INSTRUCTIONS FOR THE TASK ▸
Every line of the material below that holds the string "MoveRow" should be copied.

INFORMATION PROVIDED ▸

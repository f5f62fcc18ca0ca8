//! Static species and move tables used to build random teams.
//!
//! Numbers follow the gen 9 dex; only the fields the simulator models are kept.

use crate::error::BattleError;
use crate::model::{to_id, Move, MoveCategory, Pokemon, SideCondition, Stats, StatusCondition, Terrain, Weather};
use crate::types::PokeType;
use crate::types::PokeType::*;
use phf::phf_map;

pub const LEVEL: u32 = 50;

#[derive(Debug)]
pub struct SpeciesData {
    pub name: &'static str,
    pub types: &'static [PokeType],
    /// hp, atk, def, spa, spd, spe
    pub base: [u32; 6],
    pub movepool: &'static [&'static str],
}

#[derive(Debug, Clone, Copy)]
pub enum MoveEffect {
    None,
    /// Status inflicted on the target with the given percent chance (100 = guaranteed).
    Status(StatusCondition, f32),
    Weather(Weather),
    Terrain(Terrain),
    Screen(SideCondition),
}

#[derive(Debug)]
pub struct MoveData {
    pub name: &'static str,
    pub move_type: PokeType,
    pub category: MoveCategory,
    pub power: u32,
    /// Percent; 0 never misses.
    pub accuracy: f32,
    pub priority: i32,
    pub pp: u8,
    pub effect: MoveEffect,
}

const fn mv(
    name: &'static str,
    move_type: PokeType,
    category: MoveCategory,
    power: u32,
    accuracy: f32,
    pp: u8,
) -> MoveData {
    MoveData {
        name,
        move_type,
        category,
        power,
        accuracy,
        priority: 0,
        pp,
        effect: MoveEffect::None,
    }
}

const fn with_priority(mut data: MoveData, priority: i32) -> MoveData {
    data.priority = priority;
    data
}

const fn with_effect(mut data: MoveData, effect: MoveEffect) -> MoveData {
    data.effect = effect;
    data
}

use MoveCategory::{Physical, Special, Status};

pub static MOVES: phf::Map<&'static str, MoveData> = phf_map! {
    "flamethrower" => with_effect(mv("Flamethrower", Fire, Special, 90, 100.0, 15), MoveEffect::Status(StatusCondition::Burn, 10.0)),
    "fireblast" => with_effect(mv("Fire Blast", Fire, Special, 110, 85.0, 5), MoveEffect::Status(StatusCondition::Burn, 10.0)),
    "flareblitz" => with_effect(mv("Flare Blitz", Fire, Physical, 120, 100.0, 15), MoveEffect::Status(StatusCondition::Burn, 10.0)),
    "willowisp" => with_effect(mv("Will-O-Wisp", Fire, Status, 0, 85.0, 15), MoveEffect::Status(StatusCondition::Burn, 100.0)),
    "sunnyday" => with_effect(mv("Sunny Day", Fire, Status, 0, 0.0, 5), MoveEffect::Weather(Weather::Sun)),
    "surf" => mv("Surf", Water, Special, 90, 100.0, 15),
    "hydropump" => mv("Hydro Pump", Water, Special, 110, 80.0, 5),
    "waterfall" => mv("Waterfall", Water, Physical, 80, 100.0, 15),
    "raindance" => with_effect(mv("Rain Dance", Water, Status, 0, 0.0, 5), MoveEffect::Weather(Weather::Rain)),
    "thunderbolt" => with_effect(mv("Thunderbolt", Electric, Special, 90, 100.0, 15), MoveEffect::Status(StatusCondition::Paralysis, 10.0)),
    "thunder" => with_effect(mv("Thunder", Electric, Special, 110, 70.0, 10), MoveEffect::Status(StatusCondition::Paralysis, 30.0)),
    "thunderwave" => with_effect(mv("Thunder Wave", Electric, Status, 0, 90.0, 20), MoveEffect::Status(StatusCondition::Paralysis, 100.0)),
    "voltswitch" => mv("Volt Switch", Electric, Special, 70, 100.0, 20),
    "electricterrain" => with_effect(mv("Electric Terrain", Electric, Status, 0, 0.0, 10), MoveEffect::Terrain(Terrain::Electric)),
    "energyball" => mv("Energy Ball", Grass, Special, 90, 100.0, 10),
    "gigadrain" => mv("Giga Drain", Grass, Special, 75, 100.0, 10),
    "leafblade" => mv("Leaf Blade", Grass, Physical, 90, 100.0, 15),
    "powerwhip" => mv("Power Whip", Grass, Physical, 120, 85.0, 10),
    "spore" => with_effect(mv("Spore", Grass, Status, 0, 100.0, 15), MoveEffect::Status(StatusCondition::Sleep, 100.0)),
    "grassyterrain" => with_effect(mv("Grassy Terrain", Grass, Status, 0, 0.0, 10), MoveEffect::Terrain(Terrain::Grassy)),
    "icebeam" => mv("Ice Beam", Ice, Special, 90, 100.0, 10),
    "iceshard" => with_priority(mv("Ice Shard", Ice, Physical, 40, 100.0, 30), 1),
    "iciclecrash" => mv("Icicle Crash", Ice, Physical, 85, 90.0, 10),
    "closecombat" => mv("Close Combat", Fighting, Physical, 120, 100.0, 5),
    "aurasphere" => mv("Aura Sphere", Fighting, Special, 80, 0.0, 20),
    "sludgebomb" => with_effect(mv("Sludge Bomb", Poison, Special, 90, 100.0, 10), MoveEffect::Status(StatusCondition::Poison, 30.0)),
    "poisonpowder" => with_effect(mv("Poison Powder", Poison, Status, 0, 75.0, 35), MoveEffect::Status(StatusCondition::Poison, 100.0)),
    "earthquake" => mv("Earthquake", Ground, Physical, 100, 100.0, 10),
    "earthpower" => mv("Earth Power", Ground, Special, 90, 100.0, 10),
    "bravebird" => mv("Brave Bird", Flying, Physical, 120, 100.0, 15),
    "airslash" => mv("Air Slash", Flying, Special, 75, 95.0, 15),
    "aerialace" => mv("Aerial Ace", Flying, Physical, 60, 0.0, 20),
    "psychic" => mv("Psychic", Psychic, Special, 90, 100.0, 10),
    "psyshock" => mv("Psyshock", Psychic, Special, 80, 100.0, 10),
    "psychicterrain" => with_effect(mv("Psychic Terrain", Psychic, Status, 0, 0.0, 10), MoveEffect::Terrain(Terrain::Psychic)),
    "reflect" => with_effect(mv("Reflect", Psychic, Status, 0, 0.0, 20), MoveEffect::Screen(SideCondition::Reflect)),
    "lightscreen" => with_effect(mv("Light Screen", Psychic, Status, 0, 0.0, 30), MoveEffect::Screen(SideCondition::LightScreen)),
    "uturn" => mv("U-turn", Bug, Physical, 70, 100.0, 20),
    "bugbuzz" => mv("Bug Buzz", Bug, Special, 90, 100.0, 10),
    "stoneedge" => mv("Stone Edge", Rock, Physical, 100, 80.0, 5),
    "rockslide" => mv("Rock Slide", Rock, Physical, 75, 90.0, 10),
    "shadowball" => mv("Shadow Ball", Ghost, Special, 80, 100.0, 15),
    "shadowsneak" => with_priority(mv("Shadow Sneak", Ghost, Physical, 40, 100.0, 30), 1),
    "dracometeor" => mv("Draco Meteor", Dragon, Special, 130, 90.0, 5),
    "dragonclaw" => mv("Dragon Claw", Dragon, Physical, 80, 100.0, 15),
    "darkpulse" => mv("Dark Pulse", Dark, Special, 80, 100.0, 15),
    "knockoff" => mv("Knock Off", Dark, Physical, 65, 100.0, 20),
    "suckerpunch" => with_priority(mv("Sucker Punch", Dark, Physical, 70, 100.0, 5), 1),
    "ironhead" => mv("Iron Head", Steel, Physical, 80, 100.0, 15),
    "flashcannon" => mv("Flash Cannon", Steel, Special, 80, 100.0, 10),
    "moonblast" => mv("Moonblast", Fairy, Special, 95, 100.0, 15),
    "playrough" => mv("Play Rough", Fairy, Physical, 90, 90.0, 10),
    "mistyterrain" => with_effect(mv("Misty Terrain", Fairy, Status, 0, 0.0, 10), MoveEffect::Terrain(Terrain::Misty)),
    "bodyslam" => with_effect(mv("Body Slam", Normal, Physical, 85, 100.0, 15), MoveEffect::Status(StatusCondition::Paralysis, 30.0)),
    "extremespeed" => with_priority(mv("Extreme Speed", Normal, Physical, 80, 100.0, 5), 2),
    "hypervoice" => mv("Hyper Voice", Normal, Special, 90, 100.0, 10),
    "sandstorm" => with_effect(mv("Sandstorm", Rock, Status, 0, 0.0, 10), MoveEffect::Weather(Weather::Sand)),
    "snowscape" => with_effect(mv("Snowscape", Ice, Status, 0, 0.0, 10), MoveEffect::Weather(Weather::Snow)),
};

pub static SPECIES: phf::Map<&'static str, SpeciesData> = phf_map! {
    "charizard" => SpeciesData { name: "Charizard", types: &[Fire, Flying], base: [78, 84, 78, 109, 85, 100], movepool: &["flamethrower", "airslash", "dragonclaw", "sunnyday", "willowisp", "earthquake"] },
    "blastoise" => SpeciesData { name: "Blastoise", types: &[Water], base: [79, 83, 100, 85, 105, 78], movepool: &["surf", "hydropump", "icebeam", "raindance", "darkpulse", "flashcannon"] },
    "venusaur" => SpeciesData { name: "Venusaur", types: &[Grass, Poison], base: [80, 82, 83, 100, 100, 80], movepool: &["gigadrain", "energyball", "sludgebomb", "earthquake", "poisonpowder", "grassyterrain"] },
    "jolteon" => SpeciesData { name: "Jolteon", types: &[Electric], base: [65, 65, 60, 110, 95, 130], movepool: &["thunderbolt", "voltswitch", "shadowball", "thunderwave", "electricterrain", "thunder"] },
    "gengar" => SpeciesData { name: "Gengar", types: &[Ghost, Poison], base: [60, 65, 60, 130, 75, 110], movepool: &["shadowball", "sludgebomb", "thunderbolt", "darkpulse", "willowisp", "psychic"] },
    "garchomp" => SpeciesData { name: "Garchomp", types: &[Dragon, Ground], base: [108, 130, 95, 80, 85, 102], movepool: &["earthquake", "dragonclaw", "stoneedge", "ironhead", "flamethrower", "sandstorm"] },
    "tyranitar" => SpeciesData { name: "Tyranitar", types: &[Rock, Dark], base: [100, 134, 110, 95, 100, 61], movepool: &["stoneedge", "knockoff", "earthquake", "icebeam", "rockslide", "sandstorm"] },
    "scizor" => SpeciesData { name: "Scizor", types: &[Bug, Steel], base: [70, 130, 100, 55, 80, 65], movepool: &["uturn", "ironhead", "knockoff", "closecombat", "aerialace"] },
    "gardevoir" => SpeciesData { name: "Gardevoir", types: &[Psychic, Fairy], base: [68, 65, 65, 125, 115, 80], movepool: &["moonblast", "psychic", "thunderbolt", "psychicterrain", "shadowball", "mistyterrain"] },
    "lucario" => SpeciesData { name: "Lucario", types: &[Fighting, Steel], base: [70, 110, 70, 115, 70, 90], movepool: &["aurasphere", "flashcannon", "closecombat", "extremespeed", "darkpulse"] },
    "gyarados" => SpeciesData { name: "Gyarados", types: &[Water, Flying], base: [95, 125, 79, 60, 100, 81], movepool: &["waterfall", "earthquake", "stoneedge", "bodyslam", "raindance"] },
    "snorlax" => SpeciesData { name: "Snorlax", types: &[Normal], base: [160, 110, 65, 65, 110, 30], movepool: &["bodyslam", "earthquake", "knockoff", "hypervoice", "rockslide"] },
    "dragonite" => SpeciesData { name: "Dragonite", types: &[Dragon, Flying], base: [91, 134, 95, 100, 100, 80], movepool: &["extremespeed", "dragonclaw", "earthquake", "bravebird", "ironhead", "fireblast"] },
    "weavile" => SpeciesData { name: "Weavile", types: &[Dark, Ice], base: [70, 120, 65, 45, 85, 125], movepool: &["knockoff", "iceshard", "suckerpunch", "iciclecrash", "aerialace"] },
    "alakazam" => SpeciesData { name: "Alakazam", types: &[Psychic], base: [55, 50, 45, 135, 95, 120], movepool: &["psychic", "psyshock", "shadowball", "energyball", "reflect", "lightscreen"] },
    "breloom" => SpeciesData { name: "Breloom", types: &[Grass, Fighting], base: [60, 130, 80, 60, 60, 70], movepool: &["spore", "closecombat", "leafblade", "stoneedge", "suckerpunch"] },
    "togekiss" => SpeciesData { name: "Togekiss", types: &[Fairy, Flying], base: [85, 50, 95, 120, 115, 80], movepool: &["airslash", "moonblast", "flamethrower", "aurasphere", "thunderwave"] },
    "mamoswine" => SpeciesData { name: "Mamoswine", types: &[Ice, Ground], base: [110, 130, 80, 70, 60, 80], movepool: &["earthquake", "iceshard", "iciclecrash", "stoneedge", "knockoff", "snowscape"] },
    "volcarona" => SpeciesData { name: "Volcarona", types: &[Bug, Fire], base: [85, 60, 65, 135, 105, 100], movepool: &["bugbuzz", "fireblast", "flamethrower", "gigadrain", "sunnyday", "psychic"] },
    "ferrothorn" => SpeciesData { name: "Ferrothorn", types: &[Grass, Steel], base: [74, 94, 131, 54, 116, 20], movepool: &["powerwhip", "ironhead", "knockoff", "thunderwave", "gigadrain"] },
    "clefable" => SpeciesData { name: "Clefable", types: &[Fairy], base: [95, 70, 73, 95, 90, 60], movepool: &["moonblast", "flamethrower", "thunderwave", "reflect", "lightscreen", "icebeam"] },
    "azumarill" => SpeciesData { name: "Azumarill", types: &[Water, Fairy], base: [100, 50, 80, 60, 80, 50], movepool: &["playrough", "waterfall", "knockoff", "iceshard", "bodyslam"] },
    "hydreigon" => SpeciesData { name: "Hydreigon", types: &[Dark, Dragon], base: [92, 105, 90, 125, 90, 98], movepool: &["darkpulse", "dracometeor", "flamethrower", "earthpower", "uturn"] },
    "excadrill" => SpeciesData { name: "Excadrill", types: &[Ground, Steel], base: [110, 135, 60, 50, 65, 88], movepool: &["earthquake", "ironhead", "rockslide", "aerialace", "sandstorm"] },
    "starmie" => SpeciesData { name: "Starmie", types: &[Water, Psychic], base: [60, 75, 85, 100, 85, 115], movepool: &["surf", "psyshock", "icebeam", "thunderbolt", "lightscreen"] },
    "pelipper" => SpeciesData { name: "Pelipper", types: &[Water, Flying], base: [60, 50, 100, 95, 70, 65], movepool: &["surf", "hydropump", "airslash", "raindance", "uturn"] },
};

pub fn species(id: &str) -> Option<&'static SpeciesData> {
    SPECIES.get(to_id(id).as_str())
}

pub fn move_data(id: &str) -> Option<&'static MoveData> {
    MOVES.get(to_id(id).as_str())
}

/// Species ids in a stable order, independent of the hash layout.
pub fn species_ids() -> Vec<&'static str> {
    let mut ids: Vec<&'static str> = SPECIES.keys().copied().collect();
    ids.sort_unstable();
    ids
}

pub fn build_move(id: &str) -> Result<Move, BattleError> {
    let key = to_id(id);
    let data = MOVES
        .get(key.as_str())
        .ok_or_else(|| BattleError::UnknownMove(id.to_string()))?;
    let (status, status_chance) = match data.effect {
        MoveEffect::Status(status, chance) if chance >= 100.0 => (Some(status), None),
        MoveEffect::Status(status, chance) => (Some(status), Some(chance)),
        _ => (None, None),
    };
    Ok(Move {
        id: key,
        name: data.name.to_string(),
        move_type: data.move_type,
        category: data.category,
        power: data.power,
        accuracy: data.accuracy,
        priority: data.priority,
        pp: data.pp,
        status,
        status_chance,
        set_weather: match data.effect {
            MoveEffect::Weather(w) => Some(w),
            _ => None,
        },
        set_terrain: match data.effect {
            MoveEffect::Terrain(t) => Some(t),
            _ => None,
        },
        side_condition: match data.effect {
            MoveEffect::Screen(s) => Some(s),
            _ => None,
        },
    })
}

/// Level-50 stats with perfect IVs and no EVs.
// Ref: pokemon-showdown/sim/dex.ts: spreadModify
pub fn level_stats(base: [u32; 6]) -> Stats {
    let other = |b: u32| (2 * b + 31) * LEVEL / 100 + 5;
    Stats {
        hp: (2 * base[0] + 31) * LEVEL / 100 + LEVEL + 10,
        atk: other(base[1]),
        def: other(base[2]),
        spa: other(base[3]),
        spd: other(base[4]),
        spe: other(base[5]),
    }
}

pub fn build_pokemon(species_id: &str, move_ids: &[&str]) -> Result<Pokemon, BattleError> {
    let data = species(species_id).ok_or_else(|| BattleError::UnknownSpecies(species_id.to_string()))?;
    let moves = move_ids
        .iter()
        .map(|id| build_move(id))
        .collect::<Result<Vec<_>, _>>()?;
    Ok(Pokemon {
        name: data.name.to_string(),
        types: data.types.to_vec(),
        stats: level_stats(data.base),
        moves,
    })
}

#[cfg(test)]
mod tests {
    use super::*;

    #[test]
    fn every_movepool_entry_exists() {
        for (id, data) in SPECIES.entries() {
            assert!(data.movepool.len() >= 4, "{id} needs at least four moves");
            for m in data.movepool {
                assert!(MOVES.contains_key(m), "{id} references unknown move {m}");
            }
        }
    }

    #[test]
    fn level_fifty_stats() {
        let stats = level_stats([100, 100, 100, 100, 100, 100]);
        assert_eq!(stats.hp, 175);
        assert_eq!(stats.atk, 120);
    }

    #[test]
    fn lookups_normalize_names() {
        assert!(species("Garchomp").is_some());
        assert_eq!(build_move("Will-O-Wisp").unwrap().id, "willowisp");
        assert!(matches!(build_move("splash"), Err(BattleError::UnknownMove(_))));
    }
}
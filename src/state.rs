//! Turn-state summary handed to the prompt builder, the fallback policy and the trace log.

use crate::action::ActionKind;
use crate::battle::{BattleView, CreatureView, MoveOption};
use crate::types::PokeType;
use serde::{Deserialize, Serialize};

#[derive(Clone, Debug, PartialEq, Serialize, Deserialize)]
pub struct CreatureSummary {
    pub species: String,
    pub types: Vec<PokeType>,
    /// `None` when no creature is visible on that side.
    pub hp_pct: Option<u8>,
    pub status: Option<String>,
}

impl CreatureSummary {
    pub fn unknown() -> Self {
        Self {
            species: "unknown".to_string(),
            types: Vec::new(),
            hp_pct: None,
            status: None,
        }
    }
}

#[derive(Clone, Debug, PartialEq, Serialize, Deserialize)]
pub struct MoveRow {
    pub index: usize,
    pub id: String,
    pub name: String,
    #[serde(rename = "type")]
    pub move_type: PokeType,
    pub base_power: u32,
    /// 0..=1; moves that never miss report 1.0.
    pub accuracy: f32,
    pub priority: i32,
    pub category: String,
    pub pp: u8,
    pub is_stab: bool,
}

#[derive(Clone, Debug, PartialEq, Serialize, Deserialize)]
pub struct SwitchRow {
    pub index: usize,
    pub species: String,
    pub types: Vec<PokeType>,
    pub hp_pct: u8,
    pub status: Option<String>,
}

#[derive(Clone, Debug, PartialEq, Serialize, Deserialize)]
#[serde(tag = "kind", rename_all = "lowercase")]
pub enum Candidate {
    Move(MoveRow),
    Switch(SwitchRow),
}

/// Snapshot of one side's decision point. Built once per request, never mutated.
#[derive(Clone, Debug, PartialEq, Serialize, Deserialize)]
pub struct TurnState {
    pub battle: String,
    pub turn: u32,
    pub force_switch: bool,
    pub my_active: CreatureSummary,
    pub opp_active: CreatureSummary,
    pub weather: String,
    pub terrain: String,
    pub my_side_conditions: Vec<String>,
    pub opp_side_conditions: Vec<String>,
    pub candidates: Vec<Candidate>,
}

impl TurnState {
    pub fn moves(&self) -> impl Iterator<Item = &MoveRow> {
        self.candidates.iter().filter_map(|c| match c {
            Candidate::Move(m) => Some(m),
            Candidate::Switch(_) => None,
        })
    }

    pub fn switches(&self) -> impl Iterator<Item = &SwitchRow> {
        self.candidates.iter().filter_map(|c| match c {
            Candidate::Switch(s) => Some(s),
            Candidate::Move(_) => None,
        })
    }

    pub fn option_count(&self, kind: ActionKind) -> usize {
        match kind {
            ActionKind::Move => self.moves().count(),
            ActionKind::Switch => self.switches().count(),
        }
    }
}

pub fn hp_pct(current: u32, max: u32) -> u8 {
    if max == 0 {
        return 100;
    }
    (100.0 * current as f64 / max as f64).round().clamp(0.0, 100.0) as u8
}

/// Percent accuracy as a 0..=1 fraction, matching the simulator's roll; 0 means the move never misses.
pub fn accuracy_fraction(accuracy: f32) -> f32 {
    if accuracy <= 0.0 {
        1.0
    } else {
        (accuracy / 100.0).min(1.0)
    }
}

fn creature(view: Option<&CreatureView>) -> CreatureSummary {
    match view {
        Some(c) => CreatureSummary {
            species: c.species.to_lowercase(),
            types: c.types.clone(),
            hp_pct: Some(hp_pct(c.current_hp, c.max_hp)),
            status: c.status.map(|s| s.code().to_string()),
        },
        None => CreatureSummary::unknown(),
    }
}

fn move_row(index: usize, m: &MoveOption, me: Option<&CreatureView>) -> MoveRow {
    MoveRow {
        index,
        id: m.id.clone(),
        name: m.name.to_lowercase(),
        move_type: m.move_type,
        base_power: m.base_power,
        accuracy: accuracy_fraction(m.accuracy),
        priority: m.priority,
        category: m.category.name().to_string(),
        pp: m.pp,
        is_stab: me.is_some_and(|c| c.types.contains(&m.move_type)),
    }
}

fn switch_row(index: usize, c: &CreatureView) -> SwitchRow {
    SwitchRow {
        index,
        species: c.species.to_lowercase(),
        types: c.types.clone(),
        hp_pct: hp_pct(c.current_hp, c.max_hp),
        status: c.status.map(|s| s.code().to_string()),
    }
}

pub fn summarize(view: &BattleView) -> TurnState {
    let me = view.active.as_ref();
    let mut candidates: Vec<Candidate> = Vec::new();
    if !view.force_switch {
        candidates.extend(
            view.available_moves
                .iter()
                .enumerate()
                .map(|(i, m)| Candidate::Move(move_row(i, m, me))),
        );
    }
    candidates.extend(
        view.available_switches
            .iter()
            .enumerate()
            .map(|(i, c)| Candidate::Switch(switch_row(i, c))),
    );

    TurnState {
        battle: view.tag.clone(),
        turn: view.turn,
        force_switch: view.force_switch,
        my_active: creature(me),
        opp_active: creature(view.opponent_active.as_ref()),
        weather: view.weather.map_or("none", |w| w.name()).to_string(),
        terrain: view.terrain.map_or("none", |t| t.name()).to_string(),
        my_side_conditions: view.side_conditions.iter().map(|c| c.name().to_string()).collect(),
        opp_side_conditions: view
            .opponent_side_conditions
            .iter()
            .map(|c| c.name().to_string())
            .collect(),
        candidates,
    }
}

PROBLEM SOLUTION ▸
pub struct MoveRow {
    Move(MoveRow),
    pub fn moves(&self) -> impl Iterator<Item = &MoveRow> {
fn move_row(index: usize, m: &MoveOption, me: Option<&CreatureView>) -> MoveRow {
    MoveRow {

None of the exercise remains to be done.